The first micro instructions executed are located starting from address 0 in the micro instruction ROM, which is the FETCH function. It will load the next machine instruction from memory into the IR. After an instruction fetch, the next micro instruction to be executed resides at address 255. This instruction is special, as the control unit will now look up the function entry point of the micro function, which is located somewhere in the micro instruction ROM and execute the first instruction of that function next. The function entry points are stored in the function entry ROM and looked up based off the OpCode of the machine instruction that was just loaded in the IR. From there on the function will be executed and finally jump back to the FETCH function.

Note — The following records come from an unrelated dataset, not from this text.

// file: src/client/jira.rs
// description: Jira REST client: issues, projects, comments, JQL search and related issues
// reference: https://developer.atlassian.com/cloud/jira/platform/rest/v2/intro/

use super::{HttpTransport, SearchOptions, Transport, decode};
use crate::config::Config;
use crate::error::Result;
use crate::models::issue::{RawCommentPage, RawIssue, RawIssueSearch};
use crate::models::{Comment, Issue, Project, RelatedResultSet, SearchPage};
use crate::query::related_issues_query;
use crate::utils::Validator;
use tracing::{debug, info};

pub const SERVICE: &str = "Jira";

/// Fields the related-issue lookup needs from the source issue.
const SOURCE_FIELDS: &[&str] = &["summary", "labels", "project"];

/// Fields returned by searches when the caller does not choose any.
pub const DEFAULT_FIELDS: &[&str] = &[
    "summary",
    "status",
    "issuetype",
    "priority",
    "assignee",
    "reporter",
    "project",
    "labels",
    "created",
    "updated",
];

pub struct JiraClient<T = HttpTransport> {
    transport: T,
}

impl JiraClient<HttpTransport> {
    pub fn from_config(config: &Config) -> Result<Self> {
        let transport = HttpTransport::new(SERVICE, &config.jira, config.client.timeout())?;
        Ok(Self::new(transport))
    }
}

impl<T: Transport> JiraClient<T> {
    pub fn new(transport: T) -> Self {
        Self { transport }
    }

    pub fn transport(&self) -> &T {
        &self.transport
    }

    pub async fn get_issue(&self, key: &str, fields: &[String]) -> Result<Issue> {
        Validator::validate_issue_key(key)?;

        let mut query = Vec::new();
        if let Some(fields) = SearchOptions::new(1).expand(fields.iter().cloned()).expand_param() {
            query.push(("fields", fields));
        }

        let value = self
            .transport
            .get_json(&format!("/rest/api/2/issue/{}", key), &query)
            .await?;
        let raw: RawIssue = decode(SERVICE, value)?;
        Ok(Issue::from_raw(raw))
    }

    /// Execute a JQL query and return one page of matching issues.
    pub async fn search(&self, jql: &str, options: &SearchOptions) -> Result<SearchPage<Issue>> {
        Validator::validate_query(jql)?;
        Validator::validate_limit(options.limit)?;

        let fields = options
            .expand_param()
            .unwrap_or_else(|| DEFAULT_FIELDS.join(","));

        let value = self
            .transport
            .get_json(
                "/rest/api/2/search",
                &[
                    ("jql", jql.to_string()),
                    ("startAt", options.start.to_string()),
                    ("maxResults", options.limit.to_string()),
                    ("fields", fields),
                ],
            )
            .await?;
        let raw: RawIssueSearch = decode(SERVICE, value)?;

        let items: Vec<Issue> = raw.issues.into_iter().map(Issue::from_raw).collect();
        Ok(SearchPage {
            size: items.len(),
            items,
            start: raw.start_at,
            limit: raw.max_results,
            total: raw.total,
            next: None,
        })
    }

    pub async fn list_projects(&self) -> Result<Vec<Project>> {
        let value = self.transport.get_json("/rest/api/2/project", &[]).await?;
        decode(SERVICE, value)
    }

    pub async fn get_issue_comments(
        &self,
        key: &str,
        limit: usize,
        start: usize,
    ) -> Result<SearchPage<Comment>> {
        Validator::validate_issue_key(key)?;
        Validator::validate_limit(limit)?;

        let value = self
            .transport
            .get_json(
                &format!("/rest/api/2/issue/{}/comment", key),
                &[
                    ("startAt", start.to_string()),
                    ("maxResults", limit.to_string()),
                ],
            )
            .await?;
        let raw: RawCommentPage = decode(SERVICE, value)?;

        let items: Vec<Comment> = raw.comments.into_iter().map(Comment::from_raw).collect();
        Ok(SearchPage {
            size: items.len(),
            items,
            start: raw.start_at,
            limit: raw.max_results,
            total: raw.total,
            next: None,
        })
    }

    /// Issues in the same project, or sharing summary keywords or labels with
    /// `key`, most recently updated first.
    ///
    /// A failed fetch of the source issue returns before any search is
    /// issued. At most `limit` issues are requested and returned, never
    /// including the source.
    pub async fn find_related_issues(
        &self,
        key: &str,
        limit: usize,
        fields: &[String],
    ) -> Result<RelatedResultSet<Issue>> {
        Validator::validate_limit(limit)?;

        let source_fields: Vec<String> = SOURCE_FIELDS.iter().map(|s| s.to_string()).collect();
        let source = self.get_issue(key, &source_fields).await?;

        let jql = related_issues_query(&source.to_source_item()).to_string();
        debug!("Related issues JQL for {}: {}", source.key, jql);

        let options = SearchOptions::new(limit).expand(fields.iter().cloned());
        let found = self.search(&jql, &options).await?;

        let items: Vec<Issue> = found
            .items
            .into_iter()
            .filter(|issue| !issue.key.eq_ignore_ascii_case(&source.key))
            .take(limit)
            .collect();

        info!("Found {} issues related to {}", items.len(), source.key);

        Ok(RelatedResultSet {
            source: source.key,
            query: jql,
            items,
        })
    }
}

The micro instructions are the instructions controlling which registers can write to the bus, read from the bus, control the ALU operations and send read or write requests to the memory. Each micro instruction also has a NEXT_ADDR field specifying the address of the next micro instruction to be executed. The micro instruction is a 28 bit wide vector where every bit has a specific function, as described below.
MICRO INSTRUCTION FORMAT:
Ar Aw X Y Z E Pr Pw Ir Iw Dr Dw S CCC R W RR NEXT_ADDR
x x x x x x x x x x x x x xxx x x 00 xxxxxxxx
- You might have noticed that the micro instruction contains two reserved bits, which are not used and thus not implemented or further explained.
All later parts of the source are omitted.